Obama has consistently maintained that what I in my writings have called "progressive" values are fundamental American values. From his perspective, he is not a progressive, he is just an American. That is a crucial intellectual move.

Those empathy-based moral values are the opposite of the conservative focus on individual responsibility without social responsibility. They make it intolerable to tolerate a president who is the Decider -- who gets to decide without caring about or listening to anybody. Empathy-based values are opposed to the pure self-interest of a laissez-faire "free market," which assumes that greed is good and that seeking self-interest will magically maximize everyone's interests. They oppose a purely self-interested view of America in foreign policy. Obama's foreign policy is empathy-based, concerned with people as well as states -- with poverty, education, disease, water, the rights of women and children, ethnic cleansing, and so on around the world.

How are such values expressed? Take a look at the inaugural speech:

  • Empathy: "The kindness to take in a stranger when the levees break, the selflessness of workers who would rather cut their hours than see a friend lose their job, the firefighter's courage to storm a stairway filled with smoke, but also a parent's willingness to nurture a child."
  • Responsibility to ourselves and others: "We have duties to ourselves, the nation and the world."
  • The ethic of excellence: "There is nothing so satisfying to the spirit, so defining of character, than giving our all to a difficult task."
  • They define our democracy: "This is the meaning of our liberty and our creed."
  • The same values apply to foreign policy: "To the people of poor nations, we pledge to work alongside you to make your farms flourish and make clean waters flow; to nourish starved bodies and feed hungry minds."
  • And to religion as well: By quoting language like "our brother's keeper," he is communicating that mere individual responsibility will not get you into heaven, that social responsibility and making the world better is required.

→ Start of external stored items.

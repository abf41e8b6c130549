//! Single-record lock naming the process that currently holds the daemon
//! role.
//!
//! The record lives at a path injected by the caller, is replaced atomically
//! on every write, and is only ever removed by the instance it names.

mod claim;
mod errors;
mod files;
mod liveness;
mod manager;
mod record;

pub use claim::ClaimGuard;
pub use errors::LockError;
pub use liveness::is_process_alive;
pub use manager::LockManager;
pub use record::LockRecord;

const LOCK_TARGET: &str = concat!(env!("CARGO_PKG_NAME"), "::lock");
use strum::Display;

use crate::lock::LockRecord;

/// Role a process plays.
#[derive(Debug, Clone, Copy, PartialEq, Eq, Hash, Display)]
#[strum(serialize_all = "snake_case")]
pub enum DaemonMode {
    /// Holds the lock and serves clients.
    Daemon,
    /// Forwards requests to the verified daemon.
    Proxy,
    /// Handles requests in-process without a daemon.
    Standalone,
}

/// Which branch of the election produced a decision.
#[derive(Debug, Clone, Copy, PartialEq, Eq, Hash, Display)]
#[strum(serialize_all = "snake_case")]
pub enum DecisionCause {
    /// Daemon mode is switched off.
    Disabled,
    /// No lock record exists.
    NoDaemon,
    /// The recorded process is gone.
    StaleLock,
    /// The recorded process is alive but its socket did not answer.
    Unresponsive,
    /// The socket answered with a different instance id.
    InstanceMismatch,
    /// The recorded daemon answered and admitted us.
    Healthy,
    /// The recorded daemon answered and refused us.
    Rejected,
    /// The recorded daemon is draining; its successor should be awaited.
    Draining,
}

/// Outcome of [`super::Bootstrap::determine_mode`].
#[derive(Debug, Clone, PartialEq, Eq)]
pub struct ModeDecision {
    /// Chosen role.
    pub mode: DaemonMode,
    /// Human-readable explanation.
    pub reason: String,
    /// The verified daemon, when one answered.
    pub existing_daemon: Option<LockRecord>,
    /// Branch that produced the decision.
    pub cause: DecisionCause,
}

impl ModeDecision {
    pub(super) fn new(mode: DaemonMode, cause: DecisionCause, reason: impl Into<String>) -> Self {
        Self {
            mode,
            reason: reason.into(),
            existing_daemon: None,
            cause,
        }
    }

    pub(super) fn with_existing(mut self, record: LockRecord) -> Self {
        self.existing_daemon = Some(record);
        self
    }

    /// Whether a live but unverified process may still hold the socket, so
    /// the new daemon must replace the socket file rather than refuse it.
    #[must_use]
    pub fn requires_takeover(&self) -> bool {
        matches!(
            self.cause,
            DecisionCause::Unresponsive | DecisionCause::InstanceMismatch
        )
    }
}
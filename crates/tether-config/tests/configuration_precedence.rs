//! Layer precedence: defaults < file < environment < command line.

use std::ffi::{OsStr, OsString};
use std::fs;
use std::path::PathBuf;
use std::sync::{Mutex, MutexGuard};

use once_cell::sync::Lazy;
use ortho_config::OrthoConfig;
use rstest::{fixture, rstest};
use tempfile::TempDir;

use tether_config::{Config, SocketEndpoint, default_log_filter, default_socket_endpoint};

static ENV_MUTEX: Lazy<Mutex<()>> = Lazy::new(|| Mutex::new(()));

/// Serialises environment mutation and restores the previous values on drop.
struct EnvGuard {
    previous: Vec<(&'static str, Option<OsString>)>,
    _lock: MutexGuard<'static, ()>,
}

impl EnvGuard {
    fn acquire() -> Self {
        let lock = ENV_MUTEX
            .lock()
            .unwrap_or_else(std::sync::PoisonError::into_inner);
        Self {
            previous: Vec::new(),
            _lock: lock,
        }
    }

    fn set(&mut self, key: &'static str, value: impl AsRef<OsStr>) {
        self.previous.push((key, std::env::var_os(key)));
        // Edition 2024 marks environment mutation unsafe; the mutex keeps
        // these tests from racing one another.
        unsafe { std::env::set_var(key, value) };
    }
}

impl Drop for EnvGuard {
    fn drop(&mut self) {
        while let Some((key, value)) = self.previous.pop() {
            match value {
                Some(previous) => unsafe { std::env::set_var(key, previous) },
                None => unsafe { std::env::remove_var(key) },
            }
        }
    }
}

struct Workspace {
    dir: TempDir,
}

impl Workspace {
    fn write_config(&self, contents: &str) -> PathBuf {
        let path = self.dir.path().join("tether.toml");
        fs::write(&path, contents).expect("write configuration file");
        path
    }
}

#[fixture]
fn workspace() -> Workspace {
    Workspace {
        dir: TempDir::new().expect("create temporary directory"),
    }
}

fn args(extra: &[&OsStr]) -> Vec<OsString> {
    std::iter::once(OsString::from("tetherd"))
        .chain(extra.iter().map(|arg| arg.to_os_string()))
        .collect()
}

#[rstest]
fn defaults_apply_without_overrides() {
    let _env = EnvGuard::acquire();
    let config = Config::load_from_iter(args(&[])).expect("defaults load");
    assert_eq!(config.daemon_socket(), &default_socket_endpoint());
    assert_eq!(config.log_filter(), default_log_filter());
    assert_eq!(config.health_check_timeout_ms, 2_000);
    assert_eq!(config.max_consecutive_errors, 5);
}

#[rstest]
fn file_overrides_defaults(workspace: Workspace) {
    let _env = EnvGuard::acquire();
    let path = workspace.write_config(concat!(
        "daemon_socket = { transport = \"tcp\", host = \"127.0.0.1\", port = 9900 }\n",
        "shutdown_max_wait_ms = 5000\n",
    ));
    let config = Config::load_from_iter(args(&[
        OsStr::new("--config-path"),
        path.as_os_str(),
    ]))
    .expect("file configuration loads");
    assert_eq!(config.daemon_socket(), &SocketEndpoint::tcp("127.0.0.1", 9900));
    assert_eq!(config.shutdown_max_wait_ms, 5_000);
}

#[rstest]
fn environment_overrides_file(workspace: Workspace) {
    let mut env = EnvGuard::acquire();
    let path = workspace.write_config("health_check_timeout_ms = 750\n");
    env.set("TETHER_HEALTH_CHECK_TIMEOUT_MS", "1250");
    env.set("TETHER_DISABLE_DAEMON", "true");
    let config = Config::load_from_iter(args(&[
        OsStr::new("--config-path"),
        path.as_os_str(),
    ]))
    .expect("layered configuration loads");
    assert_eq!(config.health_check_timeout_ms, 1_250);
    assert!(config.daemon_disabled());
}

#[rstest]
fn command_line_overrides_file(workspace: Workspace) {
    let _env = EnvGuard::acquire();
    let path = workspace.write_config(
        "daemon_socket = { transport = \"tcp\", host = \"127.0.0.1\", port = 9900 }\n",
    );
    let config = Config::load_from_iter(args(&[
        OsStr::new("--config-path"),
        path.as_os_str(),
        OsStr::new("--daemon-socket"),
        OsStr::new("tcp://127.0.0.1:9901"),
    ]))
    .expect("cli override loads");
    assert_eq!(config.daemon_socket(), &SocketEndpoint::tcp("127.0.0.1", 9901));
}

#[rstest]
fn malformed_file_fails_loading(workspace: Workspace) {
    let _env = EnvGuard::acquire();
    let path = workspace.write_config("daemon_socket = { transport = \"tcp\" host = }\n");
    let result = Config::load_from_iter(args(&[
        OsStr::new("--config-path"),
        path.as_os_str(),
    ]));
    assert!(result.is_err(), "malformed configuration must not load");
}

3. Bi-Conceptualism and the New Bipartisanship

The third crucial idea behind the Obama Code is bi-conceptualism, the knowledge that a great many people who identify themselves ideologically as conservatives, or politically as Republicans or independents, share those fundamental American values -- at least on certain issues.

Most "conservatives" are not thoroughgoing movement conservatives, but are what I have called "partial progressives" sharing Obama's American values on many issues. Where such folks agree with him on values, Obama tries, and will continue to try, to work with them on those issues, if not others. And, he assumes, that the more they come to think in terms of those American values, the less they will think in terms of opposing conservative values.

Bi-conceptualism lay behind his invitation to Pastor Rick Warren to speak at the inauguration. Warren is a bi-conceptual, like many younger evangelicals. He shares Obama's views of the environment, poverty, health and social responsibility, although he is otherwise a conservative.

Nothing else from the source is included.